Source: https://www.digitalgolf.ca/
I was engaged in a Freelance Data Analysis job where I was asked to assess some time-bound golfing information. The person was interested in discovering time metrics and then inferring potential golfing group times. During a phone call that I had, they were able to give me some basic information about the sport (as my golfing knowledge is as deep as my baseball knowledge) and the datasets. This information included an average (or good) course completion time, longest and shortest courses, and which datasets (according to them) look like they are on par (pun intended).
Description of Task and Requirements
The data shows how long golfers are playing.
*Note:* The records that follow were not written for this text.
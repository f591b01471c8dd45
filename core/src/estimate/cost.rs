use serde::Serialize;

use crate::error::EstimateError;
use crate::task::splitter;

use super::pricing::PriceTier;

pub const DEFAULT_MODEL: &str = "economy";
pub const DEFAULT_AVERAGE_OUTPUT_TOKENS: u64 = 1000;

/// Coarse token approximation: `ceil(chars / 2)`. Not a tokenizer.
pub fn count_tokens(text: &str) -> u64 {
    (text.chars().count() as u64).div_ceil(2)
}

#[derive(Debug, Clone)]
pub struct EstimateOptions {
    pub target_files: Vec<String>,
    pub model: String,
    pub average_output_tokens: u64,
}

impl Default for EstimateOptions {
    fn default() -> Self {
        Self {
            target_files: Vec::new(),
            model: DEFAULT_MODEL.to_string(),
            average_output_tokens: DEFAULT_AVERAGE_OUTPUT_TOKENS,
        }
    }
}

#[derive(Debug, Clone, PartialEq, Serialize)]
#[serde(rename_all = "camelCase")]
pub struct CostEstimate {
    pub model: PriceTier,
    pub total_input_tokens: u64,
    pub total_output_tokens: u64,
    pub average_output_tokens: u64,
    pub input_cost: f64,
    pub output_cost: f64,
    pub total_cost: f64,
    pub sub_task_count: usize,
    pub estimated_time: String,
}

impl CostEstimate {
    /// Markdown breakdown for humans.
    pub fn details(&self) -> String {
        format!(
            "## Cost estimate ({model})\n\n\
             - **Sub-tasks**: {tasks}\n\
             - **Input tokens**: {input}\n\
             - **Output tokens (projected)**: {output}\n  \
             - ({avg} tokens per task)\n\n\
             ---\n\
             - **Input cost**: {input_cost:.3} JPY\n\
             - **Output cost**: {output_cost:.3} JPY\n\
             - **Total projected cost**: **{total:.3} JPY**\n\
             ---\n\
             - **Estimated time**: {time}\n",
            model = self.model.as_str(),
            tasks = self.sub_task_count,
            input = self.total_input_tokens,
            output = self.total_output_tokens,
            avg = self.average_output_tokens,
            input_cost = self.input_cost,
            output_cost = self.output_cost,
            total = self.total_cost,
            time = self.estimated_time,
        )
    }
}

/// Estimate the API cost of dispatching `description` with the same split the
/// executor would use.
pub fn estimate_cost(
    description: &str,
    options: &EstimateOptions,
) -> Result<CostEstimate, EstimateError> {
    let tier = PriceTier::from_model(&options.model)?;
    let price = tier.price();

    let instructions = splitter::split_instructions(description, &options.target_files);
    let sub_task_count = instructions.len();

    let total_input_tokens = instructions
        .iter()
        .try_fold(0u64, |acc, text| acc.checked_add(count_tokens(text)))
        .ok_or(EstimateError::TokenOverflow)?;
    let total_output_tokens = (sub_task_count as u64)
        .checked_mul(options.average_output_tokens)
        .ok_or(EstimateError::TokenOverflow)?;

    let input_cost = price.input_cost(total_input_tokens);
    let output_cost = price.output_cost(total_output_tokens);

    tracing::debug!(
        model = tier.as_str(),
        sub_task_count,
        total_input_tokens,
        total_output_tokens,
        "cost estimated"
    );

    Ok(CostEstimate {
        model: tier,
        total_input_tokens,
        total_output_tokens,
        average_output_tokens: options.average_output_tokens,
        input_cost,
        output_cost,
        total_cost: price.cost(total_input_tokens, total_output_tokens),
        sub_task_count,
        estimated_time: splitter::format_estimated_time(sub_task_count),
    })
}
The records are measured by an app that the golfers communicate with; start and stop. (The app must be synced such that all players commence at the same time.) However, each play stops the app when each individual finishes.
Main metrics to derive:
- Average and Median Times
- The average and median times for all 4-ball rounds
- Average and Median Times by Course
- The average and median times for all 4-ball rounds by course LI, Old, Moonah ,Gunn _Each one its own tab
- Average and Median Times by Competition Type
- The average and median times for all 4-ball rounds by competition type (stableford, par, stroke) Column C Data
- Average and Median Times by Times
- The average and median times for all 4-ball rounds by tee time (early am field – first tee time to 9am, mid am field – 9am to 11am , later than mid am field – after 11am)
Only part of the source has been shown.